Sul sito del Washington Post della fotografia non è rimasta più traccia, ma in rete se ne sono diffuse mille copie nei mille modi resi possibili dai social network come possiamo ben vedere, tanto per fare un esempio, su Twitter.
Does the @washingtonpost & brilliant TSA know that they just compromised their locking system by putting this out pic.twitter.com/DBPHB0qclK
— Luke Rudkowski (@Lukewearechange) August 21, 2015
Sono le impronte delle chiavi di sicurezza TSA, il sistema introdotto dalla Transportation Security Administration americana per permettere agli ispettori aeroportuali di aprire le valigie dei passeggeri senza danneggiarne i lucchetti a combinazione.
L’immediata conseguenza della pubblicazione di una foto così ingenuamente precisa ha reso facile il lavoro del francese Steven K che ha facilmente riprodotto tutte le versioni delle chiavi “master” utilizzando una comune stampante 3D e pubblicandone i risultati usando GitHub, piattaforma di condivisione ben conosciuta da chiunque abbia una propensione da maker.
L’autore di questo semplice lavoro di stampa cerca anche di alleviare la diabolica portata della sua impresa con una affermazione innocente:
Questo set di chiavi non è stato testato, ho solamente cercato di ricreare precisamente quelle delle immagini di @darksim905 (la foto di cui sopra, N.d.A.) e questi modelli 3D sono solo per collezionisti e non destinati ad essere inseriti in una serratura.
Ci permettiamo di dubitare che dello stesso parere siano i proprietari dei milioni di bagagli in sfilata davanti agli occhi degli ispettori TSA ogni giorno.

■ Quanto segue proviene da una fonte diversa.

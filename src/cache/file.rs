//! Cache persisted as one file per key.
//!
//! Files are named by the xxh3 hash of their key and hold a postcard-encoded
//! envelope with the key, the expiry and the payload. Writes go to a
//! temporary file that is renamed over the target, so readers never see a
//! partially written entry.

use super::CacheStore;
use crate::error::CacheError;
use serde::{Deserialize, Serialize};
use std::io::ErrorKind;
use std::path::{Path, PathBuf};
use std::sync::atomic::{AtomicU64, Ordering};
use std::time::{Duration, SystemTime, UNIX_EPOCH};
use xxhash_rust::xxh3::xxh3_64;

#[derive(Debug, Serialize, Deserialize)]
struct Envelope {
    key: String,
    /// Expiry as milliseconds since the Unix epoch.
    expires_at: Option<u64>,
    payload: Vec<u8>,
}

/// File-system cache rooted at a directory.
#[derive(Debug)]
pub struct FileCache {
    dir: PathBuf,
    write_seq: AtomicU64,
}

impl FileCache {
    pub fn new(dir: impl Into<PathBuf>) -> Self {
        Self {
            dir: dir.into(),
            write_seq: AtomicU64::new(0),
        }
    }

    fn entry_path(&self, key: &str) -> PathBuf {
        self.dir.join(format!("{:016x}.cache", xxh3_64(key.as_bytes())))
    }

    fn io_error(path: &Path, source: std::io::Error) -> CacheError {
        CacheError::Io {
            path: path.to_path_buf(),
            source,
        }
    }
}

fn now_millis() -> u64 {
    SystemTime::now()
        .duration_since(UNIX_EPOCH)
        .map_or(0, |d| u64::try_from(d.as_millis()).unwrap_or(u64::MAX))
}

impl CacheStore for FileCache {
    fn get(&self, key: &str) -> Result<Option<Vec<u8>>, CacheError> {
        let path = self.entry_path(key);
        let bytes = match std::fs::read(&path) {
            Ok(bytes) => bytes,
            Err(e) if e.kind() == ErrorKind::NotFound => return Ok(None),
            Err(e) => return Err(Self::io_error(&path, e)),
        };

        let envelope: Envelope = postcard::from_bytes(&bytes).map_err(CacheError::Decode)?;

        if envelope.key != key {
            tracing::debug!("Cache file {} belongs to another key", path.display());
            return Ok(None);
        }

        if envelope.expires_at.is_some_and(|at| now_millis() >= at) {
            tracing::debug!("Cache entry {} expired, removing {}", key, path.display());
            let _ = std::fs::remove_file(&path);
            return Ok(None);
        }

        Ok(Some(envelope.payload))
    }

    fn put(&self, key: &str, value: Vec<u8>, ttl: Option<Duration>) -> Result<(), CacheError> {
        std::fs::create_dir_all(&self.dir).map_err(|e| Self::io_error(&self.dir, e))?;

        let expires_at = ttl.map(|ttl| {
            now_millis().saturating_add(u64::try_from(ttl.as_millis()).unwrap_or(u64::MAX))
        });
        let envelope = Envelope {
            key: key.to_string(),
            expires_at,
            payload: value,
        };
        let bytes = postcard::to_stdvec(&envelope).map_err(CacheError::Encode)?;

        let path = self.entry_path(key);
        let seq = self.write_seq.fetch_add(1, Ordering::Relaxed);
        let tmp_path = path.with_extension(format!("tmp-{}-{}", std::process::id(), seq));

        if let Err(e) = std::fs::write(&tmp_path, &bytes) {
            let _ = std::fs::remove_file(&tmp_path);
            return Err(Self::io_error(&tmp_path, e));
        }
        if let Err(e) = std::fs::rename(&tmp_path, &path) {
            let _ = std::fs::remove_file(&tmp_path);
            return Err(Self::io_error(&path, e));
        }

        tracing::debug!("Cached {} bytes for {} at {}", bytes.len(), key, path.display());
        Ok(())
    }

    fn forget(&self, key: &str) -> Result<(), CacheError> {
        let path = self.entry_path(key);
        match std::fs::remove_file(&path) {
            Ok(()) => Ok(()),
            Err(e) if e.kind() == ErrorKind::NotFound => Ok(()),
            Err(e) => Err(Self::io_error(&path, e)),
        }
    }
}
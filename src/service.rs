//! The search subsystem's public entry points.

use crate::cache::{self, CacheStore};
use crate::config::Config;
use crate::corpus::{CorpusProvider, JsonCorpus};
use crate::error::SearchError;
use crate::search::{IndexCache, Indexer, SearchEngine, paginate};
use crate::types::{PageSize, SearchQuery, SearchResponse};
use crate::version::{ConfiguredVersions, VersionRegistry};
use std::num::NonZeroUsize;
use std::sync::Arc;
use std::time::Instant;

/// Search, index and invalidate documentation indexes.
///
/// Shared across threads behind an `Arc`. All state lives in the injected
/// cache backend, so independent instances over the same backend agree.
#[derive(Debug)]
pub struct DocSearch {
    indexer: Indexer,
    cache: IndexCache,
    engine: SearchEngine,
    default_size: PageSize,
    max_size: NonZeroUsize,
}

impl DocSearch {
    /// Assemble the subsystem from explicit collaborators.
    pub fn new(
        config: &Config,
        corpus: Arc<dyn CorpusProvider>,
        registry: Arc<dyn VersionRegistry>,
        store: Arc<dyn CacheStore>,
    ) -> Self {
        let search = &config.search;
        let max_size = NonZeroUsize::new(search.max_size).unwrap_or(NonZeroUsize::MIN);
        let default_size = NonZeroUsize::new(search.default_size).unwrap_or(NonZeroUsize::MIN);

        Self {
            indexer: Indexer::from_config(corpus, registry, search),
            cache: IndexCache::new(store, config.cache.clone(), search.index.clone()),
            engine: SearchEngine::from_config(search),
            default_size: PageSize::Fixed(default_size),
            max_size,
        }
    }

    /// Assemble the subsystem from configuration alone: JSON corpus,
    /// configured versions and the configured cache driver.
    pub fn from_config(config: &Config) -> Self {
        let corpus = Arc::new(JsonCorpus::new(config.corpus.directory()));
        let registry = Arc::new(ConfiguredVersions::from_config(&config.versions));
        let store = cache::from_config(&config.cache);
        Self::new(config, corpus, registry, store)
    }

    pub fn registry(&self) -> &Arc<dyn VersionRegistry> {
        self.indexer.registry()
    }

    /// Run a query and return one page of ranked results.
    ///
    /// Short queries are rejected before any index is loaded or built.
    pub fn search(&self, query: &SearchQuery) -> Result<SearchResponse, SearchError> {
        let start = Instant::now();
        let text = self.engine.validate(&query.query)?;
        let version = self.registry().resolve(query.version.as_deref())?;

        let index = self.cache.get(&version, &self.indexer)?;
        let results = self.engine.perform_search(text, &index)?;

        let size = query
            .size
            .map_or(self.default_size, |size| size.clamp_to(self.max_size));
        let response = paginate(&results, query.page, size, index.len());

        tracing::info!(
            "Search '{}' in {}: {} of {} pages matched, page {} ({} rows) in {:?}",
            text,
            version,
            response.count_filtered,
            response.count,
            response.page,
            response.rows.len(),
            start.elapsed()
        );
        Ok(response)
    }

    /// Rebuild the index of one version, or of every version when `None`.
    ///
    /// Returns the number of pages indexed.
    pub fn build_index(&self, version: Option<&str>) -> Result<usize, SearchError> {
        self.indexer.build_index(version, &self.cache)
    }

    /// Evict the cached index of one version, or of every version when
    /// `None`. The next search of an evicted version rebuilds it.
    pub fn clear_index(&self, version: Option<&str>) -> Result<(), SearchError> {
        let versions = match version {
            Some(version) => vec![self.registry().resolve(Some(version))?],
            None => self.registry().versions(),
        };

        self.cache.clear(versions.iter().map(String::as_str));
        Ok(())
    }

    /// Whether a live index for `version` is cached.
    pub fn is_indexed(&self, version: &str) -> bool {
        self.cache.is_cached(version)
    }
}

Con le semplici forme di plastica create da Steven e da chiunque voglia provarci, non c’è più lucchetto con serratura TSA che tenga.

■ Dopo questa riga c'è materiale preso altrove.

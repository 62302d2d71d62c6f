//! Typed configuration for the search subsystem.
//!
//! Configuration is read from a TOML file. Every field has a default, so an
//! empty file (or no file at all) yields a working in-memory setup.

use crate::error::Result;
use anyhow::Context;
use serde::Deserialize;
use std::borrow::Cow;
use std::path::{Path, PathBuf};
use std::time::Duration;

/// Namespace placed in the first slot of the cache key format.
pub const INDEX_NAMESPACE: &str = "search-index";

/// Root configuration object.
#[derive(Debug, Clone, Default, Deserialize)]
#[serde(default, deny_unknown_fields)]
pub struct Config {
    pub versions: VersionsConfig,
    pub search: SearchConfig,
    pub cache: CacheConfig,
    pub corpus: CorpusConfig,
}

/// Documentation versions known to the registry.
#[derive(Debug, Clone, Deserialize)]
#[serde(default, deny_unknown_fields)]
pub struct VersionsConfig {
    /// Version used when a query does not name one.
    pub latest: String,
    /// All versions, in the order they are indexed.
    pub available: Vec<String>,
}

impl Default for VersionsConfig {
    fn default() -> Self {
        Self {
            latest: "6.0".to_string(),
            available: vec!["6.0".to_string(), "5.1".to_string(), "5.0".to_string()],
        }
    }
}

/// Query, ranking and snippet settings.
#[derive(Debug, Clone, Deserialize)]
#[serde(default, deny_unknown_fields)]
pub struct SearchConfig {
    /// Minimum query length in characters.
    pub min_length: usize,
    /// Page size used when a query does not specify one.
    pub default_size: usize,
    /// Upper bound applied to explicit page sizes.
    pub max_size: usize,
    /// Maximum number of ranked results kept per query.
    pub max_results: usize,
    /// Snippet window radius, in characters, around the first match.
    pub snippet_length: usize,
    /// Front-matter keys folded into the `metadata` field, in order.
    pub metadata_fields: Vec<String>,
    pub index: IndexConfig,
}

impl Default for SearchConfig {
    fn default() -> Self {
        Self {
            min_length: 3,
            default_size: 10,
            max_size: 100,
            max_results: 1000,
            snippet_length: 150,
            metadata_fields: ["description", "tags", "category", "author"]
                .into_iter()
                .map(String::from)
                .collect(),
            index: IndexConfig::default(),
        }
    }
}

/// Index caching policy.
#[derive(Debug, Clone, Deserialize)]
#[serde(default, deny_unknown_fields)]
pub struct IndexConfig {
    /// Whether built indexes are cached at all.
    pub enabled: bool,
    /// Time-to-live in seconds. Zero keeps entries until cleared.
    pub ttl: u64,
}

impl Default for IndexConfig {
    fn default() -> Self {
        Self {
            enabled: true,
            ttl: 86_400,
        }
    }
}

impl IndexConfig {
    /// The TTL as a duration, `None` when entries never expire.
    pub fn ttl(&self) -> Option<Duration> {
        (self.ttl > 0).then(|| Duration::from_secs(self.ttl))
    }
}

/// Which cache backend stores built indexes.
#[derive(Debug, Clone, Copy, Default, PartialEq, Eq, Deserialize)]
#[serde(rename_all = "lowercase")]
pub enum CacheDriver {
    #[default]
    Memory,
    File,
}

/// Cache backend settings.
#[derive(Debug, Clone, Deserialize)]
#[serde(default, deny_unknown_fields)]
pub struct CacheConfig {
    /// Key format; `%s` placeholders receive the namespace and the version.
    pub key: String,
    pub driver: CacheDriver,
    /// Directory for the file driver. A leading `~` is expanded.
    pub path: Option<String>,
    /// Maximum number of entries held by the memory driver.
    pub capacity: usize,
}

impl Default for CacheConfig {
    fn default() -> Self {
        Self {
            key: "%s.%s".to_string(),
            driver: CacheDriver::Memory,
            path: None,
            capacity: 32,
        }
    }
}

impl CacheConfig {
    /// Build the cache key for a version's index.
    ///
    /// Placeholders are filled left to right with the namespace and the
    /// version. A format without placeholders is treated as a prefix.
    pub fn key_for(&self, version: &str) -> String {
        let mut args = [INDEX_NAMESPACE, version].into_iter();
        let mut pieces = self.key.split("%s");
        let mut key = pieces.next().unwrap_or_default().to_string();
        let mut filled = 0;

        for piece in pieces {
            if let Some(arg) = args.next() {
                key.push_str(arg);
                filled += 1;
            }
            key.push_str(piece);
        }

        if filled < 2 {
            // Keep keys unique per version even with a short format
            for arg in args {
                key.push('.');
                key.push_str(arg);
            }
        }
        key
    }

    /// Directory used by the file driver.
    pub fn directory(&self) -> PathBuf {
        match &self.path {
            Some(path) => PathBuf::from(expand_tilde(path).into_owned()),
            None => dirs::cache_dir()
                .unwrap_or_else(std::env::temp_dir)
                .join("docsearch"),
        }
    }
}

/// Where the JSON corpus lives.
#[derive(Debug, Clone, Deserialize)]
#[serde(default, deny_unknown_fields)]
pub struct CorpusConfig {
    pub path: String,
}

impl Default for CorpusConfig {
    fn default() -> Self {
        Self {
            path: "pages".to_string(),
        }
    }
}

impl CorpusConfig {
    pub fn directory(&self) -> PathBuf {
        PathBuf::from(expand_tilde(&self.path).into_owned())
    }
}

impl Config {
    /// Parse configuration from TOML text.
    pub fn from_toml(content: &str) -> Result<Self> {
        let config: Self = toml::from_str(content).context("Failed to parse configuration")?;
        config.validate()?;
        Ok(config)
    }

    /// Load configuration from a file, or defaults when no path is given.
    pub fn load(path: Option<&Path>) -> Result<Self> {
        let Some(path) = path else {
            tracing::debug!("No configuration file given, using defaults");
            return Ok(Self::default());
        };

        let content = std::fs::read_to_string(path)
            .with_context(|| format!("Failed to read configuration at {}", path.display()))?;
        Self::from_toml(&content)
            .with_context(|| format!("Invalid configuration in {}", path.display()))
    }

    fn validate(&self) -> Result<()> {
        if self.search.default_size == 0 {
            anyhow::bail!("search.default_size must be at least 1");
        }
        if self.search.max_size == 0 {
            anyhow::bail!("search.max_size must be at least 1");
        }
        if !self.versions.available.contains(&self.versions.latest) {
            anyhow::bail!(
                "versions.latest '{}' is not listed in versions.available",
                self.versions.latest
            );
        }
        Ok(())
    }
}

/// Expands tilde (`~`) in a path to the user's home directory.
///
/// - `~/foo` becomes `/home/user/foo`
/// - `~` becomes `/home/user`
/// - Other paths are returned unchanged
///
/// Returns `Cow::Borrowed` if no expansion needed, `Cow::Owned` if expanded.
pub fn expand_tilde(path: &str) -> Cow<'_, str> {
    if let Some(stripped) = path.strip_prefix("~/") {
        if let Some(home) = dirs::home_dir() {
            return Cow::Owned(home.join(stripped).display().to_string());
        }
    } else if path == "~"
        && let Some(home) = dirs::home_dir()
    {
        return Cow::Owned(home.display().to_string());
    }
    Cow::Borrowed(path)
}

#[cfg(test)]
mod tests {
    use super::*;
    use assert2::{check, let_assert};
    use rstest::rstest;

    #[rstest]
    #[case("%s.%s", "6.0", "search-index.6.0")]
    #[case("learn:%s:%s", "5.1", "learn:search-index:5.1")]
    #[case("docs", "6.0", "docs.search-index.6.0")]
    #[case("%s", "6.0", "search-index.6.0")]
    fn test_cache_key_format(#[case] format: &str, #[case] version: &str, #[case] expected: &str) {
        let cache = CacheConfig {
            key: format.to_string(),
            ..CacheConfig::default()
        };
        check!(cache.key_for(version) == expected);
    }

    #[test]
    fn test_empty_toml_uses_defaults() {
        let config = Config::from_toml("").unwrap();
        check!(config.search.min_length == 3);
        check!(config.search.default_size == 10);
        check!(config.search.max_results == 1000);
        check!(config.search.snippet_length == 150);
        check!(config.search.index.enabled);
        check!(config.cache.driver == CacheDriver::Memory);
        check!(config.versions.latest == "6.0");
    }

    #[test]
    fn test_partial_toml_overrides() {
        let config = Config::from_toml(
            r#"
            [versions]
            latest = "2.0"
            available = ["2.0", "1.0"]

            [search]
            min_length = 2
            metadata_fields = ["summary"]

            [search.index]
            enabled = false
            ttl = 0

            [cache]
            driver = "file"
            path = "/tmp/docsearch-test"
            "#,
        )
        .unwrap();

        check!(config.versions.available == vec!["2.0".to_string(), "1.0".to_string()]);
        check!(config.search.min_length == 2);
        check!(config.search.default_size == 10);
        check!(config.search.metadata_fields == vec!["summary".to_string()]);
        check!(!config.search.index.enabled);
        check!(config.search.index.ttl().is_none());
        check!(config.cache.driver == CacheDriver::File);
        check!(config.cache.directory() == PathBuf::from("/tmp/docsearch-test"));
    }

    #[test]
    fn test_latest_must_be_available() {
        let result = Config::from_toml(
            r#"
            [versions]
            latest = "9.9"
            available = ["6.0"]
            "#,
        );
        let_assert!(Err(err) = result);
        check!(err.to_string().contains("9.9"));
    }

    #[test]
    fn test_unknown_keys_rejected() {
        check!(Config::from_toml("[search]\nminimum = 4\n").is_err());
    }

    #[test]
    fn test_ttl_duration() {
        let index = IndexConfig {
            enabled: true,
            ttl: 60,
        };
        check!(index.ttl() == Some(Duration::from_secs(60)));
    }
}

Peraltro era prevedibile che un sistema a chiave comune potesse essere violato. Se ne parlava già nel 2002, quando Matt Blaze dei laboratori AT&T pubblicò un interessante articolo che metteva in guardia rispetto all’uso dei sistemi a serratura apribili anche da una chiave “master”.
Oggi dovrebbe comunque ampliare il suo profetico articolo con la possibilità di duplicare una chiave dall’analisi software di una foto che la riprenda, cosa che mette a rischio chiunque di noi nel momento stesso in cui si estraggono le chiavi dalla borsa, essendo sempre possibile essere ripresi anche a distanza da un fotografo con un buon teleobiettivo.
Come difendersi? Probabilmente adottando massicciamente qualche metodo di autenticazione analogo all’elettronico RFID, sistema di riconoscimento passivo via radio, sempre che qualche hacker buontempone non metta su web la descrizione di come intercettarne le funzionalità. Detto, fatto.